Numerical investigation of fluid flow and in-cylinder air flow characteristics for higher viscosity fuel applications

• Published in: Processes
• Main Author: Hamid M.F.; Idroas M.Y.; Sa'ad S.; Heng T.Y.; Mat S.C.; Alauddin Z.A.Z.; Shamsuddin K.A.; Shuib R.K.; Abdullah M.K.
• Format: Article
• Language: English
• Published: MDPI AG 2020
• Online Access: https://www.scopus.com/inward/record.uri?eid=2-s2.0-85084640068&doi=10.3390%2fPR8040439&partnerID=40&md5=fa4794030a74c22a4726f96bf7535a02

Generally, the compression ignition (CI) engine that runs with emulsified biofuel (EB) or higher viscosity fuel experiences inferior performance and a higher emission compared to petro diesel engines.
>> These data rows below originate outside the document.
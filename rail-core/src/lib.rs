pub mod booking;
pub mod code;
pub mod events;
pub mod page;
pub mod repository;
pub mod schedule;

use rail_catalog::InventoryError;

pub use booking::{Booking, BookingStatus, NewBooking, PaymentOutcome};
pub use page::{Page, PageRequest};
pub use schedule::{ScheduleDetails, ScheduleSnapshot};

#[derive(Debug, thiserror::Error, PartialEq, Eq)]
pub enum CoreError {
    #[error("Validation failed: {0}")]
    Validation(String),
    #[error("Seats unavailable on schedule {schedule_id}: requested {requested}, available {available}")]
    SeatsUnavailable {
        schedule_id: i64,
        requested: u32,
        available: u32,
    },
    #[error("{0} not found")]
    NotFound(String),
    #[error("Booking {0} cannot be cancelled")]
    NotCancellable(i64),
    #[error("Booking {id} is already {status}")]
    AlreadyFinalized { id: i64, status: BookingStatus },
    #[error("Booking code {0} already in use")]
    DuplicateBookingCode(String),
    #[error("Store unavailable: {0}")]
    StoreUnavailable(String),
    #[error("Store corrupted: {0}")]
    Corrupted(String),
    #[error("Internal service error: {0}")]
    Internal(String),
}

impl CoreError {
    /// Transient failures the caller may retry.
    pub fn is_retryable(&self) -> bool {
        matches!(self, CoreError::StoreUnavailable(_))
    }

    /// Business outcomes, as opposed to system failures.
    pub fn is_business(&self) -> bool {
        matches!(
            self,
            CoreError::Validation(_)
                | CoreError::SeatsUnavailable { .. }
                | CoreError::NotFound(_)
                | CoreError::NotCancellable(_)
                | CoreError::AlreadyFinalized { .. }
        )
    }
}

impl From<InventoryError> for CoreError {
    fn from(err: InventoryError) -> Self {
        match err {
            InventoryError::InsufficientCapacity {
                schedule_id,
                requested,
                available,
            } => CoreError::SeatsUnavailable {
                schedule_id,
                requested,
                available,
            },
            InventoryError::NotFound(id) => CoreError::NotFound(format!("Inventory for schedule {}", id)),
            InventoryError::InvalidSeatCount(n) => {
                CoreError::Validation(format!("seat_count must be at least 1, got {}", n))
            }
            InventoryError::InsufficientHeld { .. } | InventoryError::Poisoned(_) => {
                CoreError::Corrupted(err.to_string())
            }
        }
    }
}

pub type CoreResult<T> = Result<T, CoreError>;
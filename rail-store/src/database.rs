use rail_core::CoreError;
use sqlx::postgres::PgPoolOptions;
use sqlx::{Pool, Postgres};
use std::time::Duration;
use tracing::info;

#[derive(Clone)]
pub struct DbClient {
    pub pool: Pool<Postgres>,
}

impl DbClient {
    pub async fn new(connection_string: &str, max_connections: u32) -> Result<Self, sqlx::Error> {
        let pool = PgPoolOptions::new()
            .max_connections(max_connections)
            .acquire_timeout(Duration::from_secs(3))
            .connect(connection_string)
            .await?;

        Ok(Self { pool })
    }

    pub async fn migrate(&self) -> Result<(), sqlx::migrate::MigrateError> {
        info!("Running database migrations...");
        sqlx::migrate!("../migrations").run(&self.pool).await?;
        info!("Migrations completed successfully.");
        Ok(())
    }
}

/// Classify a driver error into the domain taxonomy.
pub(crate) fn store_error(err: sqlx::Error) -> CoreError {
    match err {
        sqlx::Error::Database(ref db) if db.is_check_violation() => {
            CoreError::Corrupted(format!("constraint violated: {}", db))
        }
        sqlx::Error::Database(ref db) if db.is_unique_violation() => {
            CoreError::Internal(format!("unique constraint violated: {}", db))
        }
        sqlx::Error::PoolTimedOut
        | sqlx::Error::PoolClosed
        | sqlx::Error::Io(_)
        | sqlx::Error::Tls(_)
        | sqlx::Error::WorkerCrashed => CoreError::StoreUnavailable(err.to_string()),
        sqlx::Error::RowNotFound
        | sqlx::Error::ColumnNotFound(_)
        | sqlx::Error::ColumnDecode { .. }
        | sqlx::Error::Decode(_)
        | sqlx::Error::TypeNotFound { .. } => CoreError::Corrupted(err.to_string()),
        other => CoreError::Internal(other.to_string()),
    }
}

/// Narrow an integer column into a domain count.
pub(crate) fn count(value: i32, column: &str) -> Result<u32, CoreError> {
    u32::try_from(value).map_err(|_| CoreError::Corrupted(format!("negative {}: {}", column, value)))
}
use async_trait::async_trait;
use rail_core::events::BookingEventSink;
use rail_shared::models::BookingEvent;
use rdkafka::config::ClientConfig;
use rdkafka::producer::{FutureProducer, FutureRecord};
use rdkafka::util::Timeout;
use std::time::Duration;
use tracing::{error, info, warn};

#[derive(Clone)]
pub struct EventProducer {
    producer: FutureProducer,
}

impl EventProducer {
    pub fn new(brokers: &str) -> Result<Self, rdkafka::error::KafkaError> {
        let producer: FutureProducer = ClientConfig::new()
            .set("bootstrap.servers", brokers)
            .set("message.timeout.ms", "5000")
            .create()?;

        Ok(Self { producer })
    }

    pub async fn publish(&self, topic: &str, key: &str, payload: &str) -> Result<(), rdkafka::error::KafkaError> {
        let record = FutureRecord::to(topic).key(key).payload(payload);

        match self.producer.send(record, Timeout::After(Duration::from_secs(0))).await {
            Ok(delivery) => {
                info!(
                    "Sent message to {}/{}: partition {} offset {}",
                    topic, key, delivery.partition, delivery.offset
                );
                Ok(())
            }
            Err((e, _msg)) => {
                error!("Failed to send message to {}: {}", topic, e);
                Err(e)
            }
        }
    }
}

#[async_trait]
impl BookingEventSink for EventProducer {
    async fn publish(&self, event: BookingEvent) {
        let payload = match event.payload() {
            Ok(payload) => payload,
            Err(e) => {
                warn!("Dropping {} event for booking {}: {}", event.kind.topic(), event.booking_id, e);
                return;
            }
        };

        // Delivery failures are already logged and never fail the booking operation.
        let _ = EventProducer::publish(self, event.kind.topic(), &event.key(), &payload).await;
    }
}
The modification is necessary to standard engine level in order to realize its application. This paper proposes a guide vane design (GVD), which needs to be installed in the intake manifold, is incorporated with shallow depth re-entrance combustion chamber (SCC) pistons. This will organize and develop proper in-cylinder airflow to promote better diffusion, evaporation and combustion processes. The model of GVD and SCC piston was designed using SolidWorks 2017; while ANSYS Fluent version 15 was utilized to run a 3D analysis of the cold flow IC engine. In this research, seven designs of GVD with the number of vanes varied from two to eight vanes (V2-V8) are used. The four-vane model (V4) has shown an excellent turbulent flow as well as swirl, tumble and cross tumble ratios in the fuel-injected region compared to other designs. This is indispensable to break up heavier fuel molecules of EB to mix with the air that will eventually improve engine performance. © 2020 by the authors.